### Directions:
Look through the material below and give the number of lines where the string "service" occurs, with nothing added.

· · ·

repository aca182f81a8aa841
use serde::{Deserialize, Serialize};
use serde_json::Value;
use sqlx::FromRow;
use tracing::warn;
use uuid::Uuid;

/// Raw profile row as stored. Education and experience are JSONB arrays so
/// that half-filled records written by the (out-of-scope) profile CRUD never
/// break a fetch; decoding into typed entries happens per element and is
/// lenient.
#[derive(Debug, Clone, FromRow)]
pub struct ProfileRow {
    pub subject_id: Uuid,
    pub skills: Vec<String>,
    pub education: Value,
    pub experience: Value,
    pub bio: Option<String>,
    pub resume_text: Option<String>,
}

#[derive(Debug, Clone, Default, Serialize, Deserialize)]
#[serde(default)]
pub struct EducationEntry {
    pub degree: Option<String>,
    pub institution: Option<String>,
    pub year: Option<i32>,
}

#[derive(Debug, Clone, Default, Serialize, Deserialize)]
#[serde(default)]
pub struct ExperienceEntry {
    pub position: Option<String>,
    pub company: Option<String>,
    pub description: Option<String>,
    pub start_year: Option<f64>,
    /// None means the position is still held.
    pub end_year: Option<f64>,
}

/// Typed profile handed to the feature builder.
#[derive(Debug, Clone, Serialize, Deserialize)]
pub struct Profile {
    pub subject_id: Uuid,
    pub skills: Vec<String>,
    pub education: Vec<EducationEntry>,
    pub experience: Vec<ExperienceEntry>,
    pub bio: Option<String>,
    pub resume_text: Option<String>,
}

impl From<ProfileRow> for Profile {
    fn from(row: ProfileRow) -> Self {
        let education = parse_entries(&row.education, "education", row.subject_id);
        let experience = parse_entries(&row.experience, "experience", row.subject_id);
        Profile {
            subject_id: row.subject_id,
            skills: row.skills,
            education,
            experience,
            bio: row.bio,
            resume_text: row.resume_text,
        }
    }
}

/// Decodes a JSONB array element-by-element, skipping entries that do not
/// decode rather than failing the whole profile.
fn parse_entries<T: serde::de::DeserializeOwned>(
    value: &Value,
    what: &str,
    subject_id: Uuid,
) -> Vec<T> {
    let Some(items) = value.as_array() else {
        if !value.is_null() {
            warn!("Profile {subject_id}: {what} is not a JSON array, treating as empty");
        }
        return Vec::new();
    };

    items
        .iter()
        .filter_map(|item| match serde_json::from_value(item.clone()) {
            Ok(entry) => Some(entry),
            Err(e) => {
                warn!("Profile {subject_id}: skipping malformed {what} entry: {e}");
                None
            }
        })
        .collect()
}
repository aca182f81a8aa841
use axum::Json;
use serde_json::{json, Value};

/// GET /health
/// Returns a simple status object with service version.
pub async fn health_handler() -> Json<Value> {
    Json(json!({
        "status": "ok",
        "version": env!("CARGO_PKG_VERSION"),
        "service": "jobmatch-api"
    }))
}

· · ·

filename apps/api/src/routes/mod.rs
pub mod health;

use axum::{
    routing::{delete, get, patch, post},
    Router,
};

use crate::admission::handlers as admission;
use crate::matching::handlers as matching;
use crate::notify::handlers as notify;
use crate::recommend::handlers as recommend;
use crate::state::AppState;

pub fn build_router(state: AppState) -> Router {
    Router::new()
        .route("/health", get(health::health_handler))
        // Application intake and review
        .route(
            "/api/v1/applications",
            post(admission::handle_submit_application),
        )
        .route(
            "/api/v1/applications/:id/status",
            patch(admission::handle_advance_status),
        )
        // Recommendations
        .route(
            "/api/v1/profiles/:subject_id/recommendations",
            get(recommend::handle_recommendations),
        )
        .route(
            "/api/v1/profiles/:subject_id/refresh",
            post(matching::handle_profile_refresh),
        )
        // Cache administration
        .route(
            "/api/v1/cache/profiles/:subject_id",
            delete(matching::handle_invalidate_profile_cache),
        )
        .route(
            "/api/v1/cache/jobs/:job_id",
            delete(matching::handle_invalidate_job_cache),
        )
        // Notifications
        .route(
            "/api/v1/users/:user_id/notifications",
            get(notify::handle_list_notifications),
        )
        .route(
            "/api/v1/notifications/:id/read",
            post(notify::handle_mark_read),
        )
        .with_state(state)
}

· · ·

### Answer space:
2